● Activity
Show me every line in the listing that has the word "goes".
Segment Start: Available records
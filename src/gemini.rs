//! Gemini API client for text generation.

use serde::{Deserialize, Serialize};
use std::fmt;
use tracing::{debug, info, warn};

/// Model the bot is pinned to.
pub const GEMINI_MODEL: &str = "gemini-2.5-pro";

const GENERATE_URL: &str =
    "https://generativelanguage.googleapis.com/v1beta/models/gemini-2.5-pro:generateContent";
const LIST_MODELS_URL: &str = "https://generativelanguage.googleapis.com/v1beta/models";

/// Why a generation attempt produced no reply text.
#[derive(Debug)]
pub enum GenerateError {
    /// No API key was configured; the client never goes online.
    Disabled,
    /// The request failed in transit or the API reported an error.
    Transport(String),
    /// The response body could not be decoded.
    Malformed(String),
    /// The response decoded fine but carried no text (filtered or empty).
    Empty,
}

impl GenerateError {
    /// Text sent back to the chat in place of a model reply.
    pub fn user_reply(&self) -> String {
        match self {
            Self::Disabled => "عذرًا، حدث خطأ داخلي. (model is None)".to_string(),
            Self::Transport(e) => format!("حدث خطأ: {e}"),
            Self::Malformed(e) => format!("حدث خطأ أثناء معالجة الرد: {e}"),
            Self::Empty => {
                "عذراً، لم يتم إرجاع نص من الذكاء الاصطناعي. قد يكون السبب فلترة أو مشكلة في اللغة."
                    .to_string()
            }
        }
    }
}

impl fmt::Display for GenerateError {
    fn fmt(&self, f: &mut fmt::Formatter<'_>) -> fmt::Result {
        match self {
            Self::Disabled => write!(f, "no model available (missing API key)"),
            Self::Transport(e) => write!(f, "request failed: {e}"),
            Self::Malformed(e) => write!(f, "unreadable response: {e}"),
            Self::Empty => write!(f, "response contained no text"),
        }
    }
}

impl std::error::Error for GenerateError {}

#[derive(Serialize)]
struct GenerateRequest {
    contents: Vec<Content>,
}

#[derive(Serialize)]
struct Content {
    parts: Vec<Part>,
}

#[derive(Serialize)]
struct Part {
    text: String,
}

#[derive(Deserialize, Debug)]
struct GenerateResponse {
    candidates: Option<Vec<Candidate>>,
    #[serde(rename = "promptFeedback")]
    prompt_feedback: Option<PromptFeedback>,
    error: Option<ApiError>,
}

#[derive(Deserialize, Debug)]
struct ApiError {
    message: String,
}

#[derive(Deserialize, Debug)]
struct Candidate {
    content: Option<CandidateContent>,
    #[serde(rename = "finishReason")]
    finish_reason: Option<String>,
    #[serde(rename = "safetyRatings")]
    safety_ratings: Option<Vec<SafetyRating>>,
}

#[derive(Deserialize, Debug)]
struct CandidateContent {
    parts: Option<Vec<ResponsePart>>,
}

#[derive(Deserialize, Debug)]
struct ResponsePart {
    text: Option<String>,
}

#[derive(Deserialize, Debug)]
#[allow(dead_code)]
struct SafetyRating {
    category: Option<String>,
    probability: Option<String>,
}

#[derive(Deserialize, Debug)]
struct PromptFeedback {
    #[serde(rename = "blockReason")]
    block_reason: Option<String>,
    #[serde(rename = "safetyRatings")]
    safety_ratings: Option<Vec<SafetyRating>>,
}

/// A model visible to the configured API key.
#[derive(Deserialize, Debug)]
pub struct ModelInfo {
    pub name: String,
    #[serde(rename = "supportedGenerationMethods", default)]
    pub supported_generation_methods: Vec<String>,
}

#[derive(Deserialize, Debug)]
struct ListModelsResponse {
    models: Option<Vec<ModelInfo>>,
}

struct Handle {
    api_key: String,
    client: reqwest::Client,
}

/// Gemini text-generation client. Without an API key the handle stays unset
/// for the lifetime of the process and every call degrades to an error reply.
pub struct GeminiClient {
    handle: Option<Handle>,
}

impl GeminiClient {
    pub fn new(api_key: Option<String>) -> Self {
        let handle = match api_key {
            Some(key) => {
                info!("Using model: {GEMINI_MODEL}");
                let client = reqwest::Client::builder()
                    .timeout(std::time::Duration::from_secs(60))
                    .build()
                    .expect("Failed to build HTTP client");
                Some(Handle { api_key: key, client })
            }
            None => {
                warn!("GOOGLE_API_KEY not set, Gemini client disabled");
                None
            }
        };

        Self { handle }
    }

    pub fn is_enabled(&self) -> bool {
        self.handle.is_some()
    }

    /// Send one prompt to Gemini and extract the first candidate's text.
    ///
    /// Never panics and never propagates a raw transport or parse error:
    /// every failure maps to a [`GenerateError`] the caller can render.
    pub async fn generate(&self, prompt: &str) -> Result<String, GenerateError> {
        let Some(handle) = &self.handle else {
            warn!("Gemini model is None, skipping remote call");
            return Err(GenerateError::Disabled);
        };

        info!("Sending message to Gemini AI ({} chars)", prompt.chars().count());

        let request = GenerateRequest {
            contents: vec![Content {
                parts: vec![Part {
                    text: prompt.to_string(),
                }],
            }],
        };

        let url = format!("{}?key={}", GENERATE_URL, handle.api_key);

        let response = handle.client.post(&url).json(&request).send().await.map_err(|e| {
            warn!("Gemini request failed: {e}");
            GenerateError::Transport(format!("HTTP error: {e}"))
        })?;

        let status = response.status();
        let body = response.text().await.map_err(|e| {
            warn!("Failed to read Gemini response: {e}");
            GenerateError::Transport(format!("Failed to read response: {e}"))
        })?;

        debug!("Gemini response status: {status}");

        if !status.is_success() {
            warn!("Gemini API error {status}: {body}");
            return Err(GenerateError::Transport(format!("API error {status}: {body}")));
        }

        let parsed: GenerateResponse = serde_json::from_str(&body).map_err(|e| {
            warn!("Failed to parse Gemini response: {e}");
            debug!("Gemini full response: {body}");
            GenerateError::Malformed(format!("Failed to parse response: {e}"))
        })?;

        if let Some(error) = parsed.error {
            warn!("Gemini error: {}", error.message);
            return Err(GenerateError::Transport(format!("Gemini error: {}", error.message)));
        }

        extract_reply(parsed)
    }

    /// List models available to the configured key, for startup diagnostics.
    pub async fn list_models(&self) -> Result<Vec<ModelInfo>, GenerateError> {
        let Some(handle) = &self.handle else {
            return Err(GenerateError::Disabled);
        };

        let url = format!("{}?key={}", LIST_MODELS_URL, handle.api_key);

        let response = handle
            .client
            .get(&url)
            .send()
            .await
            .map_err(|e| GenerateError::Transport(format!("HTTP error: {e}")))?;

        let status = response.status();
        let body = response
            .text()
            .await
            .map_err(|e| GenerateError::Transport(format!("Failed to read response: {e}")))?;

        if !status.is_success() {
            return Err(GenerateError::Transport(format!("API error {status}: {body}")));
        }

        let parsed: ListModelsResponse = serde_json::from_str(&body)
            .map_err(|e| GenerateError::Malformed(format!("Failed to parse response: {e}")))?;

        Ok(parsed.models.unwrap_or_default())
    }
}

/// Pull the first candidate's first text part out of a decoded response.
///
/// When there is no text, any blocking metadata the API attached goes to the
/// log and the caller gets [`GenerateError::Empty`].
fn extract_reply(response: GenerateResponse) -> Result<String, GenerateError> {
    let candidate = response.candidates.as_ref().and_then(|c| c.first());

    let text = candidate
        .and_then(|c| c.content.as_ref())
        .and_then(|content| content.parts.as_ref())
        .and_then(|parts| parts.first())
        .and_then(|part| part.text.as_ref());

    match text {
        Some(text) => {
            info!("Gemini AI response: {} chars", text.chars().count());
            Ok(text.clone())
        }
        None => {
            warn!("Gemini returned no text");
            if let Some(candidate) = candidate {
                if let Some(reason) = &candidate.finish_reason {
                    warn!("Finish reason: {reason}");
                }
                if let Some(ratings) = &candidate.safety_ratings {
                    warn!("Safety ratings: {ratings:?}");
                }
            }
            if let Some(feedback) = &response.prompt_feedback {
                if let Some(reason) = &feedback.block_reason {
                    warn!("Prompt blocked: {reason}");
                }
                if let Some(ratings) = &feedback.safety_ratings {
                    warn!("Prompt safety ratings: {ratings:?}");
                }
            }
            Err(GenerateError::Empty)
        }
    }
}

#[cfg(test)]
mod tests {
    use super::*;
    use serde_json::json;

    fn parse(value: serde_json::Value) -> GenerateResponse {
        serde_json::from_value(value).expect("test payload should decode")
    }

    #[test]
    fn test_extracts_first_candidate_first_part() {
        let response = parse(json!({
            "candidates": [
                { "content": { "parts": [ { "text": "4" }, { "text": "ignored" } ] } },
                { "content": { "parts": [ { "text": "other candidate" } ] } }
            ]
        }));
        assert_eq!(extract_reply(response).unwrap(), "4");
    }

    #[test]
    fn test_empty_candidates_is_no_text() {
        let response = parse(json!({ "candidates": [] }));
        assert!(matches!(extract_reply(response), Err(GenerateError::Empty)));
    }

    #[test]
    fn test_missing_candidates_is_no_text() {
        let response = parse(json!({}));
        assert!(matches!(extract_reply(response), Err(GenerateError::Empty)));
    }

    #[test]
    fn test_blocked_candidate_is_no_text() {
        let response = parse(json!({
            "candidates": [
                {
                    "finishReason": "SAFETY",
                    "safetyRatings": [
                        { "category": "HARM_CATEGORY_HARASSMENT", "probability": "HIGH" }
                    ]
                }
            ],
            "promptFeedback": { "blockReason": "SAFETY" }
        }));
        assert!(matches!(extract_reply(response), Err(GenerateError::Empty)));
    }

    #[test]
    fn test_part_without_text_is_no_text() {
        let response = parse(json!({
            "candidates": [ { "content": { "parts": [ {} ] } } ]
        }));
        assert!(matches!(extract_reply(response), Err(GenerateError::Empty)));
    }

    #[tokio::test]
    async fn test_disabled_client_returns_internal_error_without_network() {
        let client = GeminiClient::new(None);
        assert!(!client.is_enabled());

        let err = client.generate("hello").await.expect_err("must be disabled");
        assert!(matches!(err, GenerateError::Disabled));
        assert_eq!(err.user_reply(), "عذرًا، حدث خطأ داخلي. (model is None)");
    }

    #[tokio::test]
    async fn test_disabled_client_cannot_list_models() {
        let client = GeminiClient::new(None);
        let err = client.list_models().await.expect_err("must be disabled");
        assert!(matches!(err, GenerateError::Disabled));
    }

    #[test]
    fn test_transport_reply_embeds_error_detail() {
        let err = GenerateError::Transport("HTTP error: operation timed out".to_string());
        let reply = err.user_reply();
        assert!(reply.contains("operation timed out"));
        assert!(reply.starts_with("حدث خطأ:"));
    }

    #[test]
    fn test_malformed_reply_embeds_error_detail() {
        let err = GenerateError::Malformed("expected value at line 1".to_string());
        let reply = err.user_reply();
        assert!(reply.contains("expected value at line 1"));
        assert!(reply.starts_with("حدث خطأ أثناء معالجة الرد:"));
    }

    #[test]
    fn test_empty_reply_is_the_fixed_fallback() {
        assert_eq!(
            GenerateError::Empty.user_reply(),
            "عذراً، لم يتم إرجاع نص من الذكاء الاصطناعي. قد يكون السبب فلترة أو مشكلة في اللغة."
        );
    }
}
Segment End: Available records
● Answer to the problem
    /// No API key was configured; the client never goes online.
/// When there is no text, any blocking metadata the API attached goes to the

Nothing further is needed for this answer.